Mengatakan tidak memang bisa jadi tidak nyaman. Si Kecil mungkin akan menerima tatapan kekesalan atau kesedihan, dan bisa jadi dijauhkan dari pergaulan. Tapi, selalu bersikap “aku sih yes” juga bisa merugikan, dan bisa jadi membahayakan. Apalagi, untuk seorang anak. 

Bayangkan jika anak Moms nanti berhadapan dengan bujukan untuk merokok atau mencicip narkoba. Jika mentalnya lemah, ia bisa jadi terbujuk. Bukan karena tidak tahu bahaya merokok atau narkoba, tapi karena kesulitan mengatakan tidak. 

Tidak demikian dengan anak bermental baja. Anak ini berani mengatakan tidak untuk apa pun yang tidak sesuai dengan komitmen yang ingin ia lakukan.

Berani akui kesalahan sendiri

Anak-anak sering tergoda untuk menyembunyikan kesalahan mereka karena tidak ingin kena marah atau omelan. Mungkin lupa mengerjakan PR atau tidak sengaja memecahkan piring yang mahal.

Mengakui kesalahan, adalah salah satu cara membangun mental yang kuat. Si Kecil cukup berani menyadari dan mengakui kesalahannya, itu bagus Moms. Ia juga bisa meminta maaf dan mencari cara untuk menghindari kesalahan yang sama lagi.

Ikut merayakan keberhasilan orang lain

Melihat teman sebangkunya menjadi juara kelas atau teman bermain di rumah selalu jago dalam melesatkan gol ke gawang itu wajar jika bikin si Kecil menjadi cemburu.  

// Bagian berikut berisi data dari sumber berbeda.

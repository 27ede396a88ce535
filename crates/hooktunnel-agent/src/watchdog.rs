//! Lifetime and inactivity timers
//!
//! The watchdog owns no task: [`Watchdog::expired`] is a future the agent
//! races against its connection, so the timers go away with the run on
//! every exit path.

use std::time::Duration;
use tokio::sync::watch;
use tokio::time::{sleep_until, Instant};

/// Which timer ended the run
#[derive(Debug, Clone, Copy, PartialEq, Eq)]
pub enum WatchdogExpiry {
    Total,
    Inactivity,
}

#[derive(Debug)]
pub struct Watchdog {
    total: Option<Duration>,
    inactivity: Option<Duration>,
    started: Instant,
    last_activity: watch::Sender<Instant>,
}

impl Watchdog {
    /// Start both timers now; `None` disables a timer
    pub fn new(total: Option<Duration>, inactivity: Option<Duration>) -> Self {
        let started = Instant::now();
        let (last_activity, _) = watch::channel(started);
        Self {
            total,
            inactivity,
            started,
            last_activity,
        }
    }

    /// Record inbound traffic, restarting the inactivity timer
    pub fn touch(&self) {
        self.last_activity.send_replace(Instant::now());
    }

    /// Resolves when either timer fires
    pub async fn expired(&self) -> WatchdogExpiry {
        let total_deadline = self.total.map(|total| self.started + total);
        let mut activity = self.last_activity.subscribe();

        loop {
            let inactivity_deadline = self
                .inactivity
                .map(|inactivity| *activity.borrow_and_update() + inactivity);

            tokio::select! {
                _ = wait_until(total_deadline) => return WatchdogExpiry::Total,
                _ = wait_until(inactivity_deadline) => return WatchdogExpiry::Inactivity,
                changed = activity.changed() => {
                    // The sender lives in self, so this cannot fail while we run.
                    if changed.is_err() {
                        std::future::pending::<()>().await;
                    }
                }
            }
        }
    }
}

async fn wait_until(deadline: Option<Instant>) {
    match deadline {
        Some(deadline) => sleep_until(deadline).await,
        None => std::future::pending().await,
    }
}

Tapi, pada anak bermental baja, kecemburuan ini tidak membakarnya. Tidak membuatnya berlaku seperti Drunella dan Barbeta yang cemburu dengan Cinderella, sehingga berbuat jahat. Kecemburuan hanya dalam hatinya saja. Ia tetap turut bahagia atas keberhasilan temannnya. 

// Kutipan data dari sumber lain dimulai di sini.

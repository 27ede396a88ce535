//! Conversion between public HTTP traffic and tunnel frames

use axum::{
    body::Body,
    extract::Request,
    http::{header, HeaderMap, HeaderName, HeaderValue, StatusCode},
    response::{IntoResponse, Response},
};
use hooktunnel_proto::{HeaderList, ProxyRequest, ProxyResponse};
use http_body_util::LengthLimitError;
use tracing::debug;

/// Agent response headers that describe the agent's own connection
const SKIPPED_RESPONSE_HEADERS: &[&str] = &[
    "content-length",
    "transfer-encoding",
    "connection",
    "keep-alive",
];

pub(crate) enum IngressError {
    BodyTooLarge,
    BodyUnreadable(String),
}

impl IntoResponse for IngressError {
    fn into_response(self) -> Response {
        match self {
            IngressError::BodyTooLarge => {
                (StatusCode::PAYLOAD_TOO_LARGE, "request body too large").into_response()
            }
            IngressError::BodyUnreadable(reason) => (
                StatusCode::BAD_REQUEST,
                format!("could not read request body: {}", reason),
            )
                .into_response(),
        }
    }
}

/// Buffer a public request into a [`ProxyRequest`]
///
/// A body is only carried when the caller announced one with
/// `content-length` or `transfer-encoding`.
pub(crate) async fn to_proxy_request(
    request: Request,
    max_body_size: usize,
) -> Result<ProxyRequest, IngressError> {
    let (parts, body) = request.into_parts();

    let url = absolute_url(&parts.headers, &parts.uri);
    let headers: HeaderList = parts
        .headers
        .iter()
        .map(|(name, value)| {
            (
                name.as_str().to_string(),
                String::from_utf8_lossy(value.as_bytes()).into_owned(),
            )
        })
        .collect();

    let has_body = parts.headers.contains_key(header::CONTENT_LENGTH)
        || parts.headers.contains_key(header::TRANSFER_ENCODING);
    let body = if has_body {
        let declared = parts
            .headers
            .get(header::CONTENT_LENGTH)
            .and_then(|v| v.to_str().ok())
            .and_then(|v| v.parse::<usize>().ok());
        if declared.is_some_and(|len| len > max_body_size) {
            return Err(IngressError::BodyTooLarge);
        }

        let bytes = axum::body::to_bytes(body, max_body_size)
            .await
            .map_err(|e| {
                if is_length_limit(&e) {
                    IngressError::BodyTooLarge
                } else {
                    IngressError::BodyUnreadable(e.to_string())
                }
            })?;
        Some(bytes.to_vec())
    } else {
        None
    };

    Ok(ProxyRequest {
        method: parts.method.as_str().to_string(),
        url,
        headers,
        body,
    })
}

fn is_length_limit(error: &axum::Error) -> bool {
    let mut source: Option<&(dyn std::error::Error + 'static)> = Some(error);
    while let Some(err) = source {
        if err.is::<LengthLimitError>() {
            return true;
        }
        source = err.source();
    }
    false
}

/// Reconstruct the URL the caller used
fn absolute_url(headers: &HeaderMap, uri: &axum::http::Uri) -> String {
    let scheme = headers
        .get("x-forwarded-proto")
        .and_then(|v| v.to_str().ok())
        .or(uri.scheme_str())
        .unwrap_or("http");
    let host = headers
        .get(header::HOST)
        .and_then(|v| v.to_str().ok())
        .or(uri.authority().map(|a| a.as_str()))
        .unwrap_or("localhost");
    let path_and_query = uri.path_and_query().map(|pq| pq.as_str()).unwrap_or("/");

    format!("{}://{}{}", scheme, host, path_and_query)
}

/// Turn the agent's answer into the public response
pub(crate) fn to_http_response(response: ProxyResponse) -> Response {
    let status = match StatusCode::from_u16(response.status) {
        Ok(status) if !status.is_informational() => status,
        _ => {
            debug!(status = response.status, "Agent returned an unusable status");
            return (
                StatusCode::BAD_GATEWAY,
                "tunnel client returned an invalid status code",
            )
                .into_response();
        }
    };

    let mut out = Response::new(Body::from(response.body.unwrap_or_default()));
    *out.status_mut() = status;

    let headers = out.headers_mut();
    for (name, value) in &response.headers {
        if SKIPPED_RESPONSE_HEADERS
            .iter()
            .any(|skipped| name.eq_ignore_ascii_case(skipped))
        {
            continue;
        }
        match (
            HeaderName::from_bytes(name.as_bytes()),
            HeaderValue::from_str(value),
        ) {
            (Ok(name), Ok(value)) => {
                headers.append(name, value);
            }
            _ => debug!(header = %name, "Dropping invalid response header"),
        }
    }

    out
}
//! Tunnel Protocol Definitions
//!
//! This crate defines the wire frames exchanged between the relay and the
//! agent over the control WebSocket, the hex codec used to carry binary
//! bodies inside text frames, and the tunnel identifier type.

pub mod hex;
pub mod messages;
pub mod tunnel_id;

pub use hex::{from_hex, to_hex, HexError};
pub use messages::*;
pub use tunnel_id::{TunnelId, TunnelIdError, TUNNEL_ID_LEN};

use std::time::Duration;

/// WebSocket sub-protocol name announced by agents
pub const TUNNEL_PROXY_PROTOCOL: &str = "webhooks-proxy-tunnel";

/// Header marking a preflight request (answered without upgrading)
pub const PREFLIGHT_HEADER: &str = "x-webhooks-proxy-tunnel-preflight";

/// Token sent by agents that have no shared secret configured
pub const NO_SECRET_TOKEN: &str = "no-secret";

/// How long the relay waits for the agent to answer a proxied request
pub const RESPONSE_TIMEOUT: Duration = Duration::from_secs(30);

/// Close code sent to an agent that was replaced by a newer connection
pub const CLOSE_SUPERSEDED: u16 = 4101;

/// Close code sent to an agent evicted through the admin endpoint
pub const CLOSE_MANUAL: u16 = 4102;

/// Close code for a connection that sent a frame we cannot understand
pub const CLOSE_PROTOCOL_ERROR: u16 = 1002;

/// Path prefix of the public ingress
pub const PROXY_PATH_PREFIX: &str = "/proxy/";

Kecemburuan dijadikannya sebagai cambuk untuk melakukan lagi yang lebih baik di kemudian hari.

Gagal ... dan coba lagi

Kegagalan itu menyakitkan. Bisa terasa memalukan, mengecewakan, dan membuat frustrasi. Tetapi, bila si Kecil memiliki mental kuat, ia  tidak terpuruk lama dalam rasa yang menyakitkan karena kegagalan. Istilahnya punya kemembalan. 

Ia justru segera mencari tahu pada apa yang salah dan bagaimana dapat memperbaikinya. Ia menjadikan kegagalan sebagai pengalaman belajar yang positif.

Kemampuan bertahan

Pelajaran yang sulit, guru galak atau pertemanan yang tidak menyenangkan sering membuat seorang anak untuk merasa frustasi, dan menyerah. 

Namun, pada anak yang memiliki mental baja, ia akan bertahan  terus bekerja keras bahkan ketika pada hal atau situasi yang tidak disukainya. Biasanya nih Moms… dengan kemampuan bertahan, si Kecil akan menyadari bahwa ia lebih kuat dari yang ia kira atau pikirkan.

Jika si Kecil kurang atau bahkan tidak memiliki mental yang kuat, jangan sedih dulu. Mumpung masih anak-anak, Moms bisa mengarahkannya pada karakter dan kebiasaan yang menempa mentalnya menjadi sekuat baja.